#### THE DATA
━━━

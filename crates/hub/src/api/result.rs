// Path: crates/hub/src/api/result.rs
//! `POST /result`: accept an encrypted proof result and relay it.

use crate::api::reply;
use crate::AppState;
use axum::extract::State;
use axum::http::StatusCode;
use axum::response::Response;
use axum::Json;
use provenet_types::response::WireCode;
use serde::{Deserialize, Serialize};
use std::sync::Arc;

/// Body of `POST /result`: every field ciphertext under the hub session
/// public key.
#[derive(Debug, Serialize, Deserialize)]
pub struct PostResultRequest {
    /// Encrypted project name.
    pub project_name: String,
    /// Encrypted proof hash.
    pub proof_hash: String,
    /// Encrypted wall-clock duration (milliseconds, decimal text).
    pub duration: String,
    /// Encrypted verifier list (JSON array text).
    pub verifiers: String,
}

/// Decrypt the four result fields and forward them to the explorer.
/// Forwarding failures are logged, never surfaced: the node already did
/// the work and retrying is the explorer's problem.
pub async fn post_result(
    State(state): State<Arc<AppState>>,
    Json(body): Json<PostResultRequest>,
) -> Response {
    let envelope = match state.session_keys.envelope().await {
        Ok(envelope) => envelope,
        Err(e) => {
            tracing::error!(target: "hub", endpoint = "POST /result", error = %e, "session key unavailable");
            return reply(StatusCode::INTERNAL_SERVER_ERROR, WireCode::PrivateKeyNotExist);
        }
    };

    let decrypted = (
        envelope.decrypt(&body.project_name),
        envelope.decrypt(&body.proof_hash),
        envelope.decrypt(&body.duration),
        envelope.decrypt(&body.verifiers),
    );
    let (project_name, proof_hash, duration, verifiers) = match decrypted {
        (Ok(project_name), Ok(proof_hash), Ok(duration), Ok(verifiers)) => {
            (project_name, proof_hash, duration, verifiers)
        }
        _ => {
            tracing::error!(target: "hub", endpoint = "POST /result", "decryption failed");
            return reply(StatusCode::BAD_REQUEST, WireCode::DecryptionFailed);
        }
    };

    tracing::info!(
        target: "hub",
        endpoint = "POST /result",
        project = %project_name,
        proof_hash = %proof_hash,
        "result accepted"
    );
    state
        .explorer
        .send_proof(&project_name, &proof_hash, &duration, &verifiers)
        .await;

    reply(StatusCode::OK, WireCode::Successfully)
}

━━━

#### TASK ITEM
Scan the entries above, and wherever a line holds the string "target", copy it.

#### YOUR RESPONSE
            tracing::error!(target: "hub", endpoint = "POST /result", error = %e, "session key unavailable");
            tracing::error!(target: "hub", endpoint = "POST /result", "decryption failed");
        target: "hub",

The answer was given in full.